#### DATA PROVIDED
= Beginning of Section =

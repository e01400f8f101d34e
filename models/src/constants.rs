//! Well-known Kubernetes label and annotation keys consumed by the drain pipeline.

/// Annotation carrying the address the kubelet registered with. Metrics samples are joined
/// against this value, which may hold a bare IP or a compound value.
pub const PROVIDED_NODE_IP_ANNOTATION: &str = "alpha.kubernetes.io/provided-node-ip";

/// Label identifying the node pool a node was provisioned into (karpenter 0.32+).
pub const NODE_POOL_LABEL: &str = "karpenter.sh/nodepool";

/// Label identifying the instance type backing a node. Reported in dry-run output.
pub const INSTANCE_TYPE_LABEL: &str = "beta.kubernetes.io/instance-type";

/// Annotation marking a pod as system-critical. Such pods are never evicted here.
pub const CRITICAL_POD_ANNOTATION: &str = "scheduler.alpha.kubernetes.io/critical-pod";

/// Namespace protected from eviction unless explicitly overridden.
pub const DEFAULT_CRITICAL_NAMESPACE: &str = "kube-system";

// Owner-reference kinds which imply a pod should not be deleted by generic drain logic.
pub const DAEMONSET_KIND: &str = "DaemonSet";
pub const STATEFULSET_KIND: &str = "StatefulSet";
use super::error::{self, Result};

use async_trait::async_trait;
use k8s_openapi::api::core::v1::{Node, Pod};
use kube::api::{Api, DeleteParams, ListParams, PropagationPolicy};
use snafu::ResultExt;
use std::sync::Arc;
use tracing::{event, instrument, Level};

#[cfg(feature = "mockall")]
use mockall::{mock, predicate::*};

#[async_trait]
/// A trait providing an interface to the cluster state the drain pipeline reads and mutates.
/// This is provided as a trait in order to allow mocks to be used for testing purposes.
pub trait NodeClient: Clone + Sized + Send + Sync {
    /// Returns the full node inventory of the cluster.
    async fn list_nodes(&self) -> Result<Vec<Node>>;
    /// Fetches a single node by name. Used to take a fresh look at schedulability
    /// and the provider identity right before acting on it.
    async fn get_node(&self, node_name: &str) -> Result<Node>;
    /// Marks the given node as unschedulable, preventing Pods from being deployed onto it.
    async fn cordon_node(&self, node_name: &str) -> Result<()>;
    /// Lists pods bound to the given node, excluding pods already in a terminal phase.
    async fn list_pods_on_node(&self, node_name: &str) -> Result<Vec<Pod>>;
    /// Deletes a pod with the given grace period, orphaning its dependents.
    /// Deleting a pod which is already gone is a success, not an error.
    async fn delete_pod(
        &self,
        namespace: &str,
        pod_name: &str,
        grace_period_seconds: u32,
    ) -> Result<()>;
}

#[cfg(feature = "mockall")]
mock! {
    /// A Mock NodeClient for use in tests.
    pub NodeClient {}
    #[async_trait]
    impl NodeClient for NodeClient {
        async fn list_nodes(&self) -> Result<Vec<Node>>;
        async fn get_node(&self, node_name: &str) -> Result<Node>;
        async fn cordon_node(&self, node_name: &str) -> Result<()>;
        async fn list_pods_on_node(&self, node_name: &str) -> Result<Vec<Pod>>;
        async fn delete_pod(
            &self,
            namespace: &str,
            pod_name: &str,
            grace_period_seconds: u32,
        ) -> Result<()>;
    }

    impl Clone for NodeClient {
        fn clone(&self) -> Self;
    }
}

#[async_trait]
impl<T> NodeClient for Arc<T>
where
    T: NodeClient,
{
    async fn list_nodes(&self) -> Result<Vec<Node>> {
        (**self).list_nodes().await
    }

    async fn get_node(&self, node_name: &str) -> Result<Node> {
        (**self).get_node(node_name).await
    }

    async fn cordon_node(&self, node_name: &str) -> Result<()> {
        (**self).cordon_node(node_name).await
    }

    async fn list_pods_on_node(&self, node_name: &str) -> Result<Vec<Pod>> {
        (**self).list_pods_on_node(node_name).await
    }

    async fn delete_pod(
        &self,
        namespace: &str,
        pod_name: &str,
        grace_period_seconds: u32,
    ) -> Result<()> {
        (**self)
            .delete_pod(namespace, pod_name, grace_period_seconds)
            .await
    }
}

#[derive(Clone)]
/// Concrete implementation of the `NodeClient` trait. This implementation will almost
/// certainly be used in any case that isn't a unit test.
pub struct K8sNodeClient {
    k8s_client: kube::Client,
}

impl K8sNodeClient {
    pub fn new(k8s_client: kube::Client) -> Self {
        K8sNodeClient { k8s_client }
    }

    fn nodes(&self) -> Api<Node> {
        Api::all(self.k8s_client.clone())
    }
}

#[async_trait]
impl NodeClient for K8sNodeClient {
    #[instrument(skip(self), err)]
    async fn list_nodes(&self) -> Result<Vec<Node>> {
        let nodes = self
            .nodes()
            .list(&ListParams::default())
            .await
            .context(error::ListNodesSnafu)?;
        Ok(nodes.items)
    }

    #[instrument(skip(self), err)]
    async fn get_node(&self, node_name: &str) -> Result<Node> {
        self.nodes().get(node_name).await.context(error::GetNodeSnafu {
            node_name: node_name.to_string(),
        })
    }

    #[instrument(skip(self), err)]
    async fn cordon_node(&self, node_name: &str) -> Result<()> {
        self.nodes()
            .cordon(node_name)
            .await
            .context(error::CordonNodeSnafu {
                node_name: node_name.to_string(),
            })?;
        Ok(())
    }

    #[instrument(skip(self), err)]
    async fn list_pods_on_node(&self, node_name: &str) -> Result<Vec<Pod>> {
        let pods: Api<Pod> = Api::all(self.k8s_client.clone());
        let bound = pods
            .list(&ListParams {
                field_selector: Some(format!(
                    "spec.nodeName={},status.phase!=Succeeded,status.phase!=Failed",
                    node_name
                )),
                ..Default::default()
            })
            .await
            .context(error::ListPodsSnafu {
                node_name: node_name.to_string(),
            })?;
        Ok(bound.items)
    }

    #[instrument(skip(self), err)]
    async fn delete_pod(
        &self,
        namespace: &str,
        pod_name: &str,
        grace_period_seconds: u32,
    ) -> Result<()> {
        let pods: Api<Pod> = Api::namespaced(self.k8s_client.clone(), namespace);
        let delete_params = DeleteParams {
            grace_period_seconds: Some(grace_period_seconds),
            // The drain must not cascade into dependent objects.
            propagation_policy: Some(PropagationPolicy::Orphan),
            ..Default::default()
        };

        match pods.delete(pod_name, &delete_params).await {
            Ok(_) => Ok(()),
            Err(e) if pod_already_gone(&e) => {
                event!(
                    Level::INFO,
                    "Pod '{}/{}' already deleted.",
                    namespace,
                    pod_name
                );
                Ok(())
            }
            Err(e) => Err(e).context(error::DeletePodSnafu {
                namespace: namespace.to_string(),
                pod_name: pod_name.to_string(),
            }),
        }
    }
}

/// A deletion which races with the pod's own exit comes back as not-found; the pod being
/// gone is exactly the state the drain wanted. Only 404 qualifies.
fn pod_already_gone(err: &kube::Error) -> bool {
    matches!(err, kube::Error::Api(response) if response.code == 404)
}

#[cfg(test)]
mod tests {
    use super::*;
    use kube::core::ErrorResponse;

    fn api_error(code: u16, reason: &str) -> kube::Error {
        kube::Error::Api(ErrorResponse {
            status: "Failure".to_string(),
            message: format!("{} returned by the API server", reason),
            reason: reason.to_string(),
            code,
        })
    }

    #[test]
    fn not_found_on_delete_is_success() {
        assert!(pod_already_gone(&api_error(404, "NotFound")));
    }

    #[test]
    fn other_api_errors_still_fail_deletion() {
        assert!(!pod_already_gone(&api_error(409, "Conflict")));
        assert!(!pod_already_gone(&api_error(403, "Forbidden")));
        assert!(!pod_already_gone(&api_error(500, "InternalError")));
    }
}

= End of Section =

#### EXERCISE BRIEF
Return only the part of the records above that opens with the line containing "the drain pipeline." and closes with the line containing "pub const INSTANCE_TYPE_LABEL: &str", ends included.

#### RESULT OF THIS TASK
//! Well-known Kubernetes label and annotation keys consumed by the drain pipeline.

/// Annotation carrying the address the kubelet registered with. Metrics samples are joined
/// against this value, which may hold a bare IP or a compound value.
pub const PROVIDED_NODE_IP_ANNOTATION: &str = "alpha.kubernetes.io/provided-node-ip";

/// Label identifying the node pool a node was provisioned into (karpenter 0.32+).
pub const NODE_POOL_LABEL: &str = "karpenter.sh/nodepool";

/// Label identifying the instance type backing a node. Reported in dry-run output.
pub const INSTANCE_TYPE_LABEL: &str = "beta.kubernetes.io/instance-type";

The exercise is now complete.